PROVIDED DATA ::
☆ ☆ ☆ ☆ ☆ ☆ ☆

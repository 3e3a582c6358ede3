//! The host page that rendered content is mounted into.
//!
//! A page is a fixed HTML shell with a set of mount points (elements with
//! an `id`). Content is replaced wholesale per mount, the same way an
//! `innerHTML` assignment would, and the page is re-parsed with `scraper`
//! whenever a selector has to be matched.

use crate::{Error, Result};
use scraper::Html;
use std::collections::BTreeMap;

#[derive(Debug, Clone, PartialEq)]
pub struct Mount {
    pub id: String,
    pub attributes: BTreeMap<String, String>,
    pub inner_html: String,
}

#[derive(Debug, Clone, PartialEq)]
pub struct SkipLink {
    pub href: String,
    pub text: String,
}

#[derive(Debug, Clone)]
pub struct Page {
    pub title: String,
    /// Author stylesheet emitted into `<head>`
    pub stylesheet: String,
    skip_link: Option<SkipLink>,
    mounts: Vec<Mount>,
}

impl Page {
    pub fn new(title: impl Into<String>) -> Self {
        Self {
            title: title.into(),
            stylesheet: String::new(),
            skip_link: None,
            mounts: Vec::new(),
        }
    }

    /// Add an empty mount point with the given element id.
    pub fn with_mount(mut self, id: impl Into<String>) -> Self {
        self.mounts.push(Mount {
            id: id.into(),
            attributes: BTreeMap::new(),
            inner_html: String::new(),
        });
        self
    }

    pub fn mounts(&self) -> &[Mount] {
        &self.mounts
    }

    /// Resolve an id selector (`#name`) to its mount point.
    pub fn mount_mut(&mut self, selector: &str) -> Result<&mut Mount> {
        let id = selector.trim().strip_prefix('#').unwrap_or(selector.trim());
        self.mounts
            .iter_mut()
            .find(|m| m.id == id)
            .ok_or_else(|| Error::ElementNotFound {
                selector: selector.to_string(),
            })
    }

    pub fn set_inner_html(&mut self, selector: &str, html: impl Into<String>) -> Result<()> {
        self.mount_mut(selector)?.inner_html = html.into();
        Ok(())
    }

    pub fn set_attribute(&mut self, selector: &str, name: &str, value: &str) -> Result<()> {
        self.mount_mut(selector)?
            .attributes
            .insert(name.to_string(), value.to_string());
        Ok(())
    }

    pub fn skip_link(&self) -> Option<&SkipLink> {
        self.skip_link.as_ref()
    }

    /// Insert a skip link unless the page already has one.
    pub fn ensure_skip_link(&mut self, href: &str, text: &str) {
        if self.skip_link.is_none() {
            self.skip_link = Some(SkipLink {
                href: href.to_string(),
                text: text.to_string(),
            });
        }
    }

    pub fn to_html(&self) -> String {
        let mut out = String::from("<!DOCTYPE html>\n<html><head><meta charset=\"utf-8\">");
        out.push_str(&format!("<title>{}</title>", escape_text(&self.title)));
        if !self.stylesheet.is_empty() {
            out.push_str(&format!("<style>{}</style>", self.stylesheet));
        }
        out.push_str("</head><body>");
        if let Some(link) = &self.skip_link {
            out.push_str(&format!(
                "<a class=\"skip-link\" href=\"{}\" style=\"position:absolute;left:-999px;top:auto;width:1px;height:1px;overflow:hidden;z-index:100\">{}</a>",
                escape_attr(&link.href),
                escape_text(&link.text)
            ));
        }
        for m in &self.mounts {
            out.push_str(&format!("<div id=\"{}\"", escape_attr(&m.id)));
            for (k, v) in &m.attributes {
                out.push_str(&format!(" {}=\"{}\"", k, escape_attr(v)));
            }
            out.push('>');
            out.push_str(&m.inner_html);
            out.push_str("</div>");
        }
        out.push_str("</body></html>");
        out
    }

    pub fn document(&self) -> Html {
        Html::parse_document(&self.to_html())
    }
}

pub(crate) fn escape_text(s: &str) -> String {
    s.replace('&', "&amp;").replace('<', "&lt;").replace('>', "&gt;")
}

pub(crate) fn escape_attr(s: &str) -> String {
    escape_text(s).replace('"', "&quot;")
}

☆ ☆ ☆ ☆ ☆ ☆ ☆

DIRECTIONS :: Show all lines above holding "scraper".

ANSWER TO THIS EXERCISE ::
//! `innerHTML` assignment would, and the page is re-parsed with `scraper`
use scraper::Html;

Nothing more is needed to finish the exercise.